Peter Greene once walked into the American Hotel in Sag Harbor wearing a cape and carrying a scepter. Whether that meant he was local bar scene royalty or just a local character out on the town, 30 years later it was the first thing a bartender there mentioned when the name came up.
Never mind the roughneck Black Buoy and the Sandbar, Sag Harbor was a different place in the 1960s into the 1970s — a gas station on seemingly every corner, odd little luncheonettes run by grumpy proprietors, and generally run down.
And that’s why Mr. Greene liked it, back when he first arrived in 1969, having taken a teaching position in the psychology department at Southampton College, a job he believed he was offered because he’d flown his own plane in for the interview. He landed at East Hampton Airport, where he would go on to keep a plane over the next half-century, and found his way down to the Wainscott beach, deciding, after one look, that this was the place to be.
It was at another airport, Gabreski in Westhampton Beach, that Mr. Greene died on Friday of a heart attack. The plane he had parked there was a small four-seater, low-wing Piper Cherokee that he’d been flying for decades. He was 85.
That job at the college didn’t last, but the flying did. A sailor himself, for years the owner of a catamaran and before that a sailboat he dubbed the Yellow Submarine, Mr. Greene became a regular of that scene as well, befriending boat captains and flying them between here and Newport, R.I., among other ports.
After Southampton, he worked in the admissions office at Bennington College in Vermont for a time, and then for a 10-year smoking-cessation study through Boston University called Mr. Fit, for which he moved to Mansfield, Mass., in the later 1970s. Before too long he would sell his mid-19th-century house on Green Street in Sag Harbor Village, which he’d bought in 1969.

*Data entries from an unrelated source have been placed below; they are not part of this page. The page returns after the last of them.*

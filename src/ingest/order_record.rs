// ============================================================================
// Broker Order Record
// Raw order rows as returned by a brokerage order-book endpoint
// ============================================================================

use crate::domain::{Execution, Side};
use crate::numeric::Price;
use chrono::{DateTime, Utc};
use rust_decimal::Decimal;
use thiserror::Error;

#[cfg(feature = "serde")]
use serde::{Deserialize, Serialize};

/// Status a broker reports for a fully executed order
pub const COMPLETE_STATUS: &str = "COMPLETE";

/// One row of a broker's order book.
///
/// Fields follow the broker's naming so a JSON order list deserializes
/// directly (with the `serde` feature). `order_timestamp` accepts RFC 3339
/// or the broker's naive `YYYY-MM-DD HH:MM:SS`, which is read as exchange
/// time (IST, UTC+05:30).
#[derive(Debug, Clone, PartialEq, Eq)]
#[cfg_attr(feature = "serde", derive(Serialize, Deserialize))]
pub struct OrderRecord {
    pub order_id: String,
    pub tradingsymbol: String,
    pub transaction_type: String,
    pub status: String,
    pub quantity: i64,
    pub price: Decimal,
    #[cfg_attr(feature = "serde", serde(deserialize_with = "broker_time::deserialize"))]
    pub order_timestamp: DateTime<Utc>,
}

/// Order timestamps as brokers actually send them
#[cfg(feature = "serde")]
pub(crate) mod broker_time {
    use chrono::{DateTime, FixedOffset, NaiveDateTime, TimeZone, Utc};
    use serde::{Deserialize, Deserializer};

    /// Offset of naive exchange timestamps (IST)
    const EXCHANGE_UTC_OFFSET_SECS: i32 = 5 * 3600 + 30 * 60;

    const NAIVE_FORMATS: [&str; 2] = ["%Y-%m-%d %H:%M:%S%.f", "%Y-%m-%dT%H:%M:%S%.f"];

    pub fn deserialize<'de, D>(deserializer: D) -> Result<DateTime<Utc>, D::Error>
    where
        D: Deserializer<'de>,
    {
        let text = String::deserialize(deserializer)?;
        parse(&text).ok_or_else(|| {
            serde::de::Error::custom(format!("unrecognized order timestamp {:?}", text))
        })
    }

    pub(crate) fn parse(text: &str) -> Option<DateTime<Utc>> {
        let trimmed = text.trim();
        if let Ok(dt) = DateTime::parse_from_rfc3339(trimmed) {
            return Some(dt.with_timezone(&Utc));
        }

        let exchange = FixedOffset::east_opt(EXCHANGE_UTC_OFFSET_SECS)?;
        NAIVE_FORMATS
            .iter()
            .find_map(|format| NaiveDateTime::parse_from_str(trimmed, format).ok())
            .and_then(|naive| exchange.from_local_datetime(&naive).single())
            .map(|dt| dt.with_timezone(&Utc))
    }
}

/// Why an order record did not become an execution
#[derive(Debug, Clone, PartialEq, Eq, Error)]
#[cfg_attr(feature = "serde", derive(Serialize))]
pub enum RejectionReason {
    #[error("order status {status:?} is not COMPLETE")]
    Incomplete { status: String },

    #[error("transaction type {transaction_type:?} is neither BUY nor SELL")]
    UnsupportedSide { transaction_type: String },

    #[error("quantity {quantity} is not positive")]
    NonPositiveQuantity { quantity: i64 },

    #[error("price {price} is not a valid execution price: {detail}")]
    InvalidPrice { price: Decimal, detail: String },

    #[error("trading symbol is empty")]
    MissingInstrument,
}

impl RejectionReason {
    /// Incomplete orders are routine in a daily order book, not bad data
    pub fn is_data_error(&self) -> bool {
        !matches!(self, RejectionReason::Incomplete { .. })
    }
}

impl OrderRecord {
    pub fn is_complete(&self) -> bool {
        self.status.trim().eq_ignore_ascii_case(COMPLETE_STATUS)
    }

    /// Convert a completed BUY/SELL row into a validated execution.
    pub fn to_execution(&self) -> Result<Execution, RejectionReason> {
        if !self.is_complete() {
            return Err(RejectionReason::Incomplete {
                status: self.status.clone(),
            });
        }

        let side: Side =
            self.transaction_type
                .parse()
                .map_err(|_| RejectionReason::UnsupportedSide {
                    transaction_type: self.transaction_type.clone(),
                })?;

        let instrument = self.tradingsymbol.trim();
        if instrument.is_empty() {
            return Err(RejectionReason::MissingInstrument);
        }

        let quantity = u64::try_from(self.quantity)
            .ok()
            .filter(|q| *q > 0)
            .ok_or(RejectionReason::NonPositiveQuantity {
                quantity: self.quantity,
            })?;

        if self.price.is_sign_negative() && !self.price.is_zero() {
            return Err(RejectionReason::InvalidPrice {
                price: self.price,
                detail: "price is negative".to_string(),
            });
        }
        let price = Price::from_decimal(self.price).map_err(|e| RejectionReason::InvalidPrice {
            price: self.price,
            detail: e.to_string(),
        })?;

        let execution = Execution {
            instrument: instrument.to_string(),
            side,
            quantity,
            price,
            timestamp: self.order_timestamp,
            order_id: Some(self.order_id.clone()),
        };
        Ok(execution)
    }
}
// ============================================================================
// Fixed-Point Decimal
// Exact money arithmetic with compile-time precision
// ============================================================================

use super::errors::{NumericError, NumericResult};
use rust_decimal::prelude::ToPrimitive;
use rust_decimal::Decimal;
use std::fmt;
use std::ops::Neg;
use std::str::FromStr;

/// Fixed-point decimal number with compile-time precision.
///
/// Internally stores `value × 10^DECIMALS` as an i64, so `(sell - buy) * qty`
/// never drifts the way binary floating point does.
///
/// # Type Parameter
/// - `DECIMALS`: Number of decimal places (0-18). Default is 6.
///
/// # Value Range
/// With DECIMALS=6 (default):
/// - Minimum: -9,223,372,036,854.775808
/// - Maximum: +9,223,372,036,854.775807
/// - Precision: 0.000001 (one micro-unit)
///
/// # Example
/// ```
/// use fifo_pnl::numeric::Price;
///
/// let buy: Price = "100.25".parse().unwrap();
/// let sell: Price = "101.75".parse().unwrap();
/// let pnl = sell.checked_sub(buy).unwrap().checked_mul_qty(10).unwrap();
/// assert_eq!(pnl.to_string(), "15.000000");
/// ```
#[derive(Clone, Copy, Default, PartialEq, Eq, PartialOrd, Ord, Hash)]
#[repr(transparent)]
pub struct FixedDecimal<const DECIMALS: u8 = 6>(i64);

/// Compute 10^n at compile time
const fn pow10(n: u8) -> i64 {
    let mut result: i64 = 1;
    let mut i = 0;
    while i < n {
        result *= 10;
        i += 1;
    }
    result
}

impl<const D: u8> FixedDecimal<D> {
    /// The scale factor (10^DECIMALS)
    pub const SCALE: i64 = pow10(D);

    /// Zero value
    pub const ZERO: Self = Self(0);

    /// One (1.0)
    pub const ONE: Self = Self(pow10(D));

    /// Largest representable value
    pub const MAX: Self = Self(i64::MAX);

    // ========================================================================
    // Construction
    // ========================================================================

    /// Create from the scaled internal representation.
    #[inline]
    pub const fn from_raw(raw: i64) -> Self {
        Self(raw)
    }

    /// Create from a whole number.
    ///
    /// # Errors
    /// Returns `Overflow` if the value is too large to represent.
    #[inline]
    pub fn from_integer(value: i64) -> NumericResult<Self> {
        value
            .checked_mul(Self::SCALE)
            .map(Self)
            .ok_or(NumericError::Overflow)
    }

    /// Create from integer and fractional parts, e.g. `(123, 450_000)` is
    /// 123.45 at six decimals. The fraction takes the sign of the integer.
    pub fn from_parts(integer: i64, fraction: u64) -> NumericResult<Self> {
        if fraction >= Self::SCALE as u64 {
            return Err(NumericError::InvalidInput);
        }

        let int_scaled = integer
            .checked_mul(Self::SCALE)
            .ok_or(NumericError::Overflow)?;
        let frac = fraction as i64;
        let raw = if integer < 0 {
            int_scaled.checked_sub(frac)
        } else {
            int_scaled.checked_add(frac)
        };

        raw.map(Self).ok_or(NumericError::Overflow)
    }

    // ========================================================================
    // Accessors
    // ========================================================================

    #[inline]
    pub const fn raw_value(self) -> i64 {
        self.0
    }

    /// Integer part, truncated toward zero.
    #[inline]
    pub const fn integer_part(self) -> i64 {
        self.0 / Self::SCALE
    }

    /// Fractional part as a positive scaled value.
    #[inline]
    pub const fn fractional_part(self) -> u64 {
        (self.0 % Self::SCALE).unsigned_abs()
    }

    #[inline]
    pub const fn is_zero(self) -> bool {
        self.0 == 0
    }

    #[inline]
    pub const fn is_positive(self) -> bool {
        self.0 > 0
    }

    #[inline]
    pub const fn is_negative(self) -> bool {
        self.0 < 0
    }

    // ========================================================================
    // Arithmetic
    // ========================================================================

    /// Checked addition.
    #[inline]
    pub fn checked_add(self, rhs: Self) -> NumericResult<Self> {
        self.0.checked_add(rhs.0).map(Self).ok_or(if rhs.0 > 0 {
            NumericError::Overflow
        } else {
            NumericError::Underflow
        })
    }

    /// Checked subtraction.
    #[inline]
    pub fn checked_sub(self, rhs: Self) -> NumericResult<Self> {
        self.0.checked_sub(rhs.0).map(Self).ok_or(if rhs.0 < 0 {
            NumericError::Overflow
        } else {
            NumericError::Underflow
        })
    }

    /// Checked negation; only the raw value `i64::MIN` has no positive
    /// counterpart.
    #[inline]
    pub fn checked_neg(self) -> NumericResult<Self> {
        self.0.checked_neg().map(Self).ok_or(NumericError::Overflow)
    }

    /// Multiply by a whole unit quantity.
    ///
    /// The product is formed in i128 so only a result that genuinely does not
    /// fit reports an error.
    #[inline]
    pub fn checked_mul_qty(self, quantity: u64) -> NumericResult<Self> {
        let product = (self.0 as i128) * (quantity as i128);
        if product > i64::MAX as i128 {
            Err(NumericError::Overflow)
        } else if product < i64::MIN as i128 {
            Err(NumericError::Underflow)
        } else {
            Ok(Self(product as i64))
        }
    }

    /// Sum an iterator of values, failing on the first overflow.
    pub fn checked_sum<I>(values: I) -> NumericResult<Self>
    where
        I: IntoIterator<Item = Self>,
    {
        values
            .into_iter()
            .try_fold(Self::ZERO, |acc, value| acc.checked_add(value))
    }

    /// Round to `decimals` places, half away from zero.
    ///
    /// Requests at or beyond the native precision return the value unchanged.
    pub fn round_dp(self, decimals: u32) -> NumericResult<Self> {
        if decimals >= D as u32 {
            return Ok(self);
        }

        let step = pow10(D - decimals as u8);
        let mut units = self.0 / step;
        let rest = (self.0 % step).unsigned_abs();
        if rest * 2 >= step.unsigned_abs() {
            units += self.0.signum();
        }

        units
            .checked_mul(step)
            .map(Self)
            .ok_or(NumericError::Overflow)
    }

    // ========================================================================
    // Boundary conversions
    // ========================================================================

    /// Convert from `rust_decimal::Decimal`.
    ///
    /// # Errors
    /// - `PrecisionLoss` if the value has more than `DECIMALS` places
    /// - `Overflow` if the value is too large
    pub fn from_decimal(value: Decimal) -> NumericResult<Self> {
        if value.scale() > D as u32 && value.round_dp(D as u32) != value {
            return Err(NumericError::PrecisionLoss);
        }

        value
            .checked_mul(Decimal::from(Self::SCALE))
            .and_then(|scaled| scaled.trunc().to_i64())
            .map(Self)
            .ok_or(NumericError::Overflow)
    }

    /// Convert to `rust_decimal::Decimal` at exactly `DECIMALS` places.
    pub fn to_decimal(self) -> Decimal {
        Decimal::new(self.0, D as u32)
    }
}

/// Unchecked negation, for literals and test fixtures.
///
/// Panics in debug builds on the raw value `i64::MIN`; use `checked_neg`
/// for values that come from input.
impl<const D: u8> Neg for FixedDecimal<D> {
    type Output = Self;

    #[inline]
    fn neg(self) -> Self::Output {
        Self(-self.0)
    }
}

impl<const D: u8> fmt::Debug for FixedDecimal<D> {
    fn fmt(&self, f: &mut fmt::Formatter<'_>) -> fmt::Result {
        write!(f, "FixedDecimal<{}>({})", D, self)
    }
}

impl<const D: u8> fmt::Display for FixedDecimal<D> {
    fn fmt(&self, f: &mut fmt::Formatter<'_>) -> fmt::Result {
        let sign = if self.0 < 0 { "-" } else { "" };
        let int_part = self.integer_part().unsigned_abs();

        if D == 0 {
            write!(f, "{}{}", sign, int_part)
        } else {
            write!(
                f,
                "{}{}.{:0>width$}",
                sign,
                int_part,
                self.fractional_part(),
                width = D as usize
            )
        }
    }
}

impl<const D: u8> FromStr for FixedDecimal<D> {
    type Err = NumericError;

    /// Parse a plain decimal string such as `"2450.5"`, `"-0.05"` or `"+3"`.
    fn from_str(s: &str) -> Result<Self, Self::Err> {
        let s = s.trim();
        let (negative, digits) = match s.as_bytes().first() {
            Some(b'-') => (true, &s[1..]),
            Some(b'+') => (false, &s[1..]),
            Some(_) => (false, s),
            None => return Err(NumericError::InvalidInput),
        };

        let (int_str, frac_str) = digits.split_once('.').unwrap_or((digits, ""));
        if int_str.is_empty() && frac_str.is_empty() {
            return Err(NumericError::InvalidInput);
        }
        if !int_str.bytes().chain(frac_str.bytes()).all(|b| b.is_ascii_digit()) {
            return Err(NumericError::InvalidInput);
        }
        if frac_str.len() > D as usize {
            return Err(NumericError::PrecisionLoss);
        }

        let integer: i64 = if int_str.is_empty() {
            0
        } else {
            int_str.parse().map_err(|_| NumericError::Overflow)?
        };
        let fraction: u64 = if frac_str.is_empty() {
            0
        } else {
            format!("{:0<width$}", frac_str, width = D as usize)
                .parse()
                .map_err(|_| NumericError::InvalidInput)?
        };

        let magnitude = Self::from_parts(integer, fraction)?;
        if negative {
            magnitude.checked_neg()
        } else {
            Ok(magnitude)
        }
    }
}

#[cfg(feature = "serde")]
impl<const D: u8> serde::Serialize for FixedDecimal<D> {
    fn serialize<S: serde::Serializer>(&self, serializer: S) -> Result<S::Ok, S::Error> {
        serializer.collect_str(self)
    }
}

#[cfg(feature = "serde")]
impl<'de, const D: u8> serde::Deserialize<'de> for FixedDecimal<D> {
    fn deserialize<De: serde::Deserializer<'de>>(deserializer: De) -> Result<Self, De::Error> {
        let value = <Decimal as serde::Deserialize>::deserialize(deserializer)?;
        Self::from_decimal(value).map_err(serde::de::Error::custom)
    }
}

// ============================================================================
// Type Aliases
// ============================================================================

/// Execution price with micro-unit precision
pub type Price = FixedDecimal<6>;

/// Realized profit or loss, same scale as `Price`
pub type Pnl = FixedDecimal<6>;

Flying not only remained a constant, in the 1980s it became Mr. Greene’s livelihood, prompting a brief crisis of faith having to do with the difficulty of turning something he loved into the way he made money.
He got over it. For years he flew banners up and down the beaches of the South Fork in the summer and South Florida in the winter, an activity akin to an aerial rodeo in which a pilot tosses out behind him a three-pronged hook and then swoops down to snare a nylon rope strung across two fishing poles and attached to a lengthy banner laid out flat, peeling it off the ground as the plane sharply climbs.
And he managed to stay in the Sag Harbor area, in 1991 buying a small cottage on the Bridgehampton-Sag Harbor Turnpike.
Peter Clune Greene was born in Tuxedo Park, N.Y., on Feb. 7, 1939, the younger son of Edwin Greene and the former Mary Catherine Clune.
He grew up in Suffern, N.Y., graduating second in his class in 1957 from Suffern High School, where he was the point guard and captain of the basketball team, holding a scoring record for several decades, quarterback and captain of the football team, and where he set an unofficial school record in the mile that still stands, at 4 minutes and 39 seconds. Late in life he was inducted into the Suffern High School Hall of Fame, joining his father.
He studied psychology at Brown University, graduating in 1961, and at New York University completed all but his dissertation toward a Ph.D. in that discipline, getting awarded a master’s degree for his course work. He landed a teaching job at Dickinson College in Carlisle, Pa., before moving here.
In 1962 he married Jean Lindgren, who now lives in Sagaponack, and they had two sons, Ryder Greene of Portland, Ore., and Baylis Greene of Noyac, who with his wife, Julie Greene, had Mr. Greene’s three grandchildren, Penelope, Griffin, and Bennett.
His first marriage ended in divorce. A second marriage, to Trudy Bialic of Edmonds, Wash., produced a third son, Russell Greene of Edmonds. It also ended in divorce.
He is additionally survived by a brother, Robert Greene of Kamas, Utah, two nieces, Kelly Lamberth of Nashville and Erin Greene of Switzerland, and a nephew, Forrest Greene of Austin, Tex.
Mr. Greene will be cremated and his ashes spread on the water he so enjoyed flying over. A get-together to raise a glass in his memory will be planned at a later date.